*** Supplied data Section Begins ***
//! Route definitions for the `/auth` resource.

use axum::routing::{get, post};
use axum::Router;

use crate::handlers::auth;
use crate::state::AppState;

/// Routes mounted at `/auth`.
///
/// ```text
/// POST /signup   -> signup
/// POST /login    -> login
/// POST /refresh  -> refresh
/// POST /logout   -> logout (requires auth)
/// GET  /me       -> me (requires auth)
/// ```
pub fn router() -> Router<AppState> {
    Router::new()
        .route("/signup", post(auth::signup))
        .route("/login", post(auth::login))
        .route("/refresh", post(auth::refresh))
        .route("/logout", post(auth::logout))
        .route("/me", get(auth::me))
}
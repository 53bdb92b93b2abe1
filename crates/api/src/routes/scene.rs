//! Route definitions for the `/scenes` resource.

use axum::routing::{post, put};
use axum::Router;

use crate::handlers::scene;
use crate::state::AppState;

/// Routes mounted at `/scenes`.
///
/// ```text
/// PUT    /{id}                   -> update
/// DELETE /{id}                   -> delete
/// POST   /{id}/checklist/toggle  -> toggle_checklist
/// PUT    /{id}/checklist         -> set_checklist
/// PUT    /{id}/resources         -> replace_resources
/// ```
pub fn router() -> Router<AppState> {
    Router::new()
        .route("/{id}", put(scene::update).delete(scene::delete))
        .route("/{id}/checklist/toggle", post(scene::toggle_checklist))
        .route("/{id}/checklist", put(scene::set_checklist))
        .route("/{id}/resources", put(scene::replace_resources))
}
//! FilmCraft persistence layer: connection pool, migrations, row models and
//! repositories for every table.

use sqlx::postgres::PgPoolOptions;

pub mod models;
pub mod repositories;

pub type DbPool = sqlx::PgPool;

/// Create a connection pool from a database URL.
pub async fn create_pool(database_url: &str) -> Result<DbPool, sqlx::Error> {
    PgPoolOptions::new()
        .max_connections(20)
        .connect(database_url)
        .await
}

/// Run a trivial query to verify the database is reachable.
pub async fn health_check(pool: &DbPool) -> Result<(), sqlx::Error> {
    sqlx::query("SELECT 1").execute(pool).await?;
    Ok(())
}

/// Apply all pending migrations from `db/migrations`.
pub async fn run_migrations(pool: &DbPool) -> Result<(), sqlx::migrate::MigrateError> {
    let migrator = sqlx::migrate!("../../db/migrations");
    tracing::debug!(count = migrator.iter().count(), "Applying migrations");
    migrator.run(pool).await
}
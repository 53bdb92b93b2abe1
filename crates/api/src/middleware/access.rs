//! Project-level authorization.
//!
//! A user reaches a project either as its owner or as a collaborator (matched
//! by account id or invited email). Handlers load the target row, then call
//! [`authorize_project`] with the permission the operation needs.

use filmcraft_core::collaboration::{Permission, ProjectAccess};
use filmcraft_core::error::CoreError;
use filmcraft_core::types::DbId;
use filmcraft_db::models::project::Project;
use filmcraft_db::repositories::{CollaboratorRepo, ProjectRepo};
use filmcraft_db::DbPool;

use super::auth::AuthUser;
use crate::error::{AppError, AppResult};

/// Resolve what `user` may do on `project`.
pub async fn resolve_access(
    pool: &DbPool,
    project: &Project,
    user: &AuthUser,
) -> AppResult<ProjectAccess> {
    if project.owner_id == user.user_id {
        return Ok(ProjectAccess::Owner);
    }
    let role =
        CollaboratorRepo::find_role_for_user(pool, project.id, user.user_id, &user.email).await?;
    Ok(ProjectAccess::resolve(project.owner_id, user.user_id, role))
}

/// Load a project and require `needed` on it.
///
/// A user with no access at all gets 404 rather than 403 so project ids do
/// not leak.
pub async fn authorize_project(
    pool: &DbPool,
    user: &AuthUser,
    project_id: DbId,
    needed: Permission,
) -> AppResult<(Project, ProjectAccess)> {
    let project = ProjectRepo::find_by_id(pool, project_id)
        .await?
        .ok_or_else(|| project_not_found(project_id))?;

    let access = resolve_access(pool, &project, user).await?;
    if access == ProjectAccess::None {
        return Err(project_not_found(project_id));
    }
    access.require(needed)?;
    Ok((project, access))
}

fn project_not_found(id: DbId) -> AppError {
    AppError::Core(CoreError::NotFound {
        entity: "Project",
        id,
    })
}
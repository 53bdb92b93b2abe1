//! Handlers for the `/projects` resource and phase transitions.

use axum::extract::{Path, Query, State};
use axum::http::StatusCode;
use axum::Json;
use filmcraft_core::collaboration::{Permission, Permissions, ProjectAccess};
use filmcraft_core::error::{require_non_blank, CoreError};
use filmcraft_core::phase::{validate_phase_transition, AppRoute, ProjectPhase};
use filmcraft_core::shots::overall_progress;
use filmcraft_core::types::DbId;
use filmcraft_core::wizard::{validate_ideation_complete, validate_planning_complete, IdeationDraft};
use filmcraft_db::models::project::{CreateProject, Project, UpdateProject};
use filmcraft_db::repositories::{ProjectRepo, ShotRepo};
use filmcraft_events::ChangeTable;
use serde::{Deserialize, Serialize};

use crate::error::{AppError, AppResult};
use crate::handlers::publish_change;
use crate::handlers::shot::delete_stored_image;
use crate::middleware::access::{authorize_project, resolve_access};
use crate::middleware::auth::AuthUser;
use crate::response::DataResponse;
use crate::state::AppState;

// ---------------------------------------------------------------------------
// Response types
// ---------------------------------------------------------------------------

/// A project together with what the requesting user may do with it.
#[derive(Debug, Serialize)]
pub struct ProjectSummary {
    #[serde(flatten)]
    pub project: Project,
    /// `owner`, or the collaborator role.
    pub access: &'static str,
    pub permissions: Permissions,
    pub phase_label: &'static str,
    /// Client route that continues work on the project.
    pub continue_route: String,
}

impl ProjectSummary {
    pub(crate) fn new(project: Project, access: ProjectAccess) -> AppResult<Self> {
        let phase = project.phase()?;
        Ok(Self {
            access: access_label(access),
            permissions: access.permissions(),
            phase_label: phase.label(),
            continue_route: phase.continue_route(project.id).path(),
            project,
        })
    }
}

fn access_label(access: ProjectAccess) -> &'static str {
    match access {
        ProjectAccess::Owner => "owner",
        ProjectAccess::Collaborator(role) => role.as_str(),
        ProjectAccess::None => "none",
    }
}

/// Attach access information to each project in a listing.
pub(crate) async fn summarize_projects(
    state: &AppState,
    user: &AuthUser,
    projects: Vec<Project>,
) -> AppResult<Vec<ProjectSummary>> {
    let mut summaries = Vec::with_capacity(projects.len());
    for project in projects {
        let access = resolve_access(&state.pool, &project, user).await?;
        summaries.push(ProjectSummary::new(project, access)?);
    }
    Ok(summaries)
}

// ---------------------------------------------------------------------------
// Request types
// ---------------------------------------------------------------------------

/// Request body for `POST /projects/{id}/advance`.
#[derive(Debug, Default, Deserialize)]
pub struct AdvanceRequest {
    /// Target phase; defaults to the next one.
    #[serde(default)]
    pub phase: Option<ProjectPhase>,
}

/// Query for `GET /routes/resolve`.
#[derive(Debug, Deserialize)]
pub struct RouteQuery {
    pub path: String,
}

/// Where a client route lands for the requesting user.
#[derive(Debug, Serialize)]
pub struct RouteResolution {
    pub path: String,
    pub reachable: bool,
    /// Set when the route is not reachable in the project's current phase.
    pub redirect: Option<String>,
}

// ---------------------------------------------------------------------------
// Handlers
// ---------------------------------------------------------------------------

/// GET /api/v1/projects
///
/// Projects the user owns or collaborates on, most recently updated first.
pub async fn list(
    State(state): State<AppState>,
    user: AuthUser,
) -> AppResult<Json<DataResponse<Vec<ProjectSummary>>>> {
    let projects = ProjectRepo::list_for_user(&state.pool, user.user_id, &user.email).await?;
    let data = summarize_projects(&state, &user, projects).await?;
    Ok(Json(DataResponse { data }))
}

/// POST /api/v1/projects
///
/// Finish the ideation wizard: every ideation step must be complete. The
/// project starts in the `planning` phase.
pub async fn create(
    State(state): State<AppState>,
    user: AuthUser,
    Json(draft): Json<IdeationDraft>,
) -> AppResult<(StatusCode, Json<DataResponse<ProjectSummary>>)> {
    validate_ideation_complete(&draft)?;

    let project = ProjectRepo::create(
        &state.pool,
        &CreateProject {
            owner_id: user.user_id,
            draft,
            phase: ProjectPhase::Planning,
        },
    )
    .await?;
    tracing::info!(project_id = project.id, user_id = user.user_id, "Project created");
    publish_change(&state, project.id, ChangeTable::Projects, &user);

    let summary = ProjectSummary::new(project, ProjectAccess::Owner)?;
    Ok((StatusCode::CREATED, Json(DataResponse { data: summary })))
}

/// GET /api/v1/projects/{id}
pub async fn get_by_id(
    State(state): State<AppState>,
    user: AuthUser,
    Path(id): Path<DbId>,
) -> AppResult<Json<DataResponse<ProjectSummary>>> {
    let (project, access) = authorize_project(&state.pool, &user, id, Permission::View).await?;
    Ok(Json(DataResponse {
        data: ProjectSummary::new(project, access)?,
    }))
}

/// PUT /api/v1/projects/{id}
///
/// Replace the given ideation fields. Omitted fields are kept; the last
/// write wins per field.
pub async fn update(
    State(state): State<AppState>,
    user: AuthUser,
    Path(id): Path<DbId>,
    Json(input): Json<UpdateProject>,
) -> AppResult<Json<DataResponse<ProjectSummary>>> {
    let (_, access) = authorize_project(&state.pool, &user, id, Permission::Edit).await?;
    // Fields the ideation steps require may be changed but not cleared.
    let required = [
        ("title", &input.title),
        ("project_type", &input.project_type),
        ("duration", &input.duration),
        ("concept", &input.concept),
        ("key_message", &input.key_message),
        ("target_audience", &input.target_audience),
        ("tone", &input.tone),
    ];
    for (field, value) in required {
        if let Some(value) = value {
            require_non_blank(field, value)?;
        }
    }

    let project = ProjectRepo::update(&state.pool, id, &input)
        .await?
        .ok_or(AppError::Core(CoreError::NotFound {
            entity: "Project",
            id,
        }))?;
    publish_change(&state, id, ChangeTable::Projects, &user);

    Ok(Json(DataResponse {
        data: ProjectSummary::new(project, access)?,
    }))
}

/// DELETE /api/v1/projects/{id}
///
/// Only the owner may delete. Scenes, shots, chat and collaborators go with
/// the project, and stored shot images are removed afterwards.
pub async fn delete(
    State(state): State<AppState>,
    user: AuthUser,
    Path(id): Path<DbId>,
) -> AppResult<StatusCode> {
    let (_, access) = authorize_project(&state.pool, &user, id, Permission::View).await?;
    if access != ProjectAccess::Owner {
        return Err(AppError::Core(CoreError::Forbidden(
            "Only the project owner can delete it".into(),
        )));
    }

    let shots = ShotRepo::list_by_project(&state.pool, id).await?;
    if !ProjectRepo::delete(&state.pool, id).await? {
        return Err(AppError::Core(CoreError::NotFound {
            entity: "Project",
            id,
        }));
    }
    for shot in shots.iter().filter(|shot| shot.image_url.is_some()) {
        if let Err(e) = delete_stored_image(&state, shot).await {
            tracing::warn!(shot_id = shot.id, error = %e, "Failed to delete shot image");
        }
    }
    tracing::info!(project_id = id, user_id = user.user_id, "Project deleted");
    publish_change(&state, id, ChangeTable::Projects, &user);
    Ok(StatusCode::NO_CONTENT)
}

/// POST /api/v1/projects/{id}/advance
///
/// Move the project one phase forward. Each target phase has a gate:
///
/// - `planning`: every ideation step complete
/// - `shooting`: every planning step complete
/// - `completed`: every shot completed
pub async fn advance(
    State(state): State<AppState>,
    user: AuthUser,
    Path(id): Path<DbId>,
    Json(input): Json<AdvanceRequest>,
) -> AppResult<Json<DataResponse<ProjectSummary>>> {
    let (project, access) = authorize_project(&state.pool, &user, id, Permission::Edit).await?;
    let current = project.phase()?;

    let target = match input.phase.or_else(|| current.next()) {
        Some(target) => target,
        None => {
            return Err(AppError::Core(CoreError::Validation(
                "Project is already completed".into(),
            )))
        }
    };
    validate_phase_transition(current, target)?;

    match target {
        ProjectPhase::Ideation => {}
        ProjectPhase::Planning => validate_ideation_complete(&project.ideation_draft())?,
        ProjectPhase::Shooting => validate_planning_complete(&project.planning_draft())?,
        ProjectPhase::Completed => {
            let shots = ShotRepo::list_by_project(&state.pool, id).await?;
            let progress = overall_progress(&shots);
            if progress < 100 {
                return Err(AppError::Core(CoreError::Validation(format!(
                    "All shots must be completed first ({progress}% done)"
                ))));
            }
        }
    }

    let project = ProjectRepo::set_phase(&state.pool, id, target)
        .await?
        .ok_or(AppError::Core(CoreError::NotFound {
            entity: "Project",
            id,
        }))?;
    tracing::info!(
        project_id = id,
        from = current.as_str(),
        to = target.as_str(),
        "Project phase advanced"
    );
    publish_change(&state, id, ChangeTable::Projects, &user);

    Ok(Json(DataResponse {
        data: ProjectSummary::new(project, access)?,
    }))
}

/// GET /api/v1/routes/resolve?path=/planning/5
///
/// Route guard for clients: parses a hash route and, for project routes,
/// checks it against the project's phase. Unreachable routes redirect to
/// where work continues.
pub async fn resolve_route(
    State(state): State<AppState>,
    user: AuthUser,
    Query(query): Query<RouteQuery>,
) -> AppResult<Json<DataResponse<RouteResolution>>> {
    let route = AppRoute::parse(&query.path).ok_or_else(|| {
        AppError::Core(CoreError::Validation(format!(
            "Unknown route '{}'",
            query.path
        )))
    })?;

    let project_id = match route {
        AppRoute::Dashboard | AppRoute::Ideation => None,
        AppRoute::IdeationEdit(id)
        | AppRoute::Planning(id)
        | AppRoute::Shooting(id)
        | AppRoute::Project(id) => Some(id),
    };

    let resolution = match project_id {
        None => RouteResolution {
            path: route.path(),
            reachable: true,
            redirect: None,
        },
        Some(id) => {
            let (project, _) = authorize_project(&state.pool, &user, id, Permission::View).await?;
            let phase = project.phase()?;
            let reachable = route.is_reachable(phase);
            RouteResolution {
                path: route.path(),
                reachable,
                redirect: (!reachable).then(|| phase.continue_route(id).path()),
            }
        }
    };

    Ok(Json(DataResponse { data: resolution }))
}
*** Supplied data Section Ends ***
Instructions for the task. The expected answer is an exact copy of the lines above, beginning at the line with "Request body for" and ending at the line with "the requesting user.", with both ends in.

Expected output.
/// Request body for `POST /projects/{id}/advance`.
#[derive(Debug, Default, Deserialize)]
pub struct AdvanceRequest {
    /// Target phase; defaults to the next one.
    #[serde(default)]
    pub phase: Option<ProjectPhase>,
}

/// Query for `GET /routes/resolve`.
#[derive(Debug, Deserialize)]
pub struct RouteQuery {
    pub path: String,
}

/// Where a client route lands for the requesting user.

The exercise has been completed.